Article 4. - Leur liberté individuelle est également garantie,
personne ne pouvant être poursuivi ni arrêté que dans
les cas prévus par la loi et dans la forme qu'elle prescrit.
Article 5. - Chacun professe sa religion avec une égale liberté,
et obtient pour son culte la même protection.
Article 6. - Les ministres de la religion catholique, apostolique et
romaine, professée par la majorité des Français,
et ceux des autres cultes chrétiens, reçoivent des traitements
du Trésor public.
Article 7. - Les Français ont le droit de publier et de faire
imprimer leurs opinions en se conformant aux lois. - La censure ne pourra
jamais être rétablie.
Article 8. - Toutes les propriétés sont inviolables, sans
aucune exception de celles qu'on appelle nationales, la loi ne mettant
aucune différence entre elles.
Article 9. - L'État peut exiger le sacrifice d'une propriété
pour cause d'intérêt public légalement constaté,
mais avec une indemnité préalable.
Article 10. - Toutes recherches des opinions et des votes émis
jusqu'à la Restauration sont interdites : le même oubli
est commandé aux tribunaux et aux citoyens.
Article 11. - La conscription est abolie. Le mode de recrutement de l'armée
de terre et de mer est déterminé par une loi.
Formes du gouvernement du roi
Article 12. - La personne du roi est inviolable et sacrée. Ses
ministres sont responsables. Au roi seul appartient la puissance exécutive.
Article 13. - Le roi est le chef suprême de l'État ; il commande
les forces de terre et de mer, déclare la guerre, fait les traités
de paix, d'alliance et de commerce, nomme à tous les emplois d'administration
publique, et fait les règlements et ordonnances nécessaires
pour l'exécution des lois, sans pouvoir jamais ni suspendre les
lois elles-mêmes ni dispenser de leur exécution. - Toutefois
aucune troupe étrangère ne pourra être admise au service
de l'État qu'en vertu d'une loi.
Article 14. - La puissance législative s'exerce collectivement
par le roi, la Chambre des pairs et la Chambre des députés.
Article 15. - La proposition des lois appartient au roi, à la
Chambre des pairs et à la Chambre des députés. - Néanmoins
toute loi d'impôt doit être d'abord votée par la Chambre
des députés.
Article 16. - Toute loi doit être discutée et votée
librement par la majorité de chacune des deux Chambres.
Article 17. - Si une proposition de loi a été rejetée
par l'un des trois pouvoirs, elle ne pourra être représentée
dans la même session.
Article 18. - Le roi seul sanctionne et promulgue les lois.
Article 19. - La liste civile est fixée pour toute la durée
du règne par la première législature assemblée
depuis l'avènement du roi.
De la Chambre des pairs
Article 20. - La Chambre des pairs est une portion essentielle de la
puissance législative.
Article 21. - Elle est convoquée par le roi en même temps
que la Chambre des députés.
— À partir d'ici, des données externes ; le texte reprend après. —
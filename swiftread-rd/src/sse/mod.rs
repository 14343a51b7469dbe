//! Push channel to connected clients

pub mod broadcaster;

pub use broadcaster::SignalBroadcaster;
La session de l'une commence
et finit en même temps que celle de l'autre.
Article 22. - Toute assemblée de la Chambre des pairs qui serait
tenue hors du temps de la session de la Chambre des députés,
est illicite et nulle de plein droit, sauf le seul cas où elle
est réunie comme cour de justice, et alors elle ne peut exercer
que des fonctions judiciaires.
Article 23. - La nomination des pairs de France appartient au roi. Leur
nombre est illimité : il peut en varier les dignités,
les nommer à vie ou les rendre héréditaires, selon
sa volonté.
Article 24. - Les pairs ont entrée dans la Chambre à vingt-cinq
ans, et voix délibérative à trente ans seulement.
Article 25. - La Chambre des pairs est présidée par le
chancelier de France, et, en son absence, par un pair nommé par
le roi.
Article 26. - Les princes du sang sont pairs par droit de naissance :
ils siègent immédiatement après le président.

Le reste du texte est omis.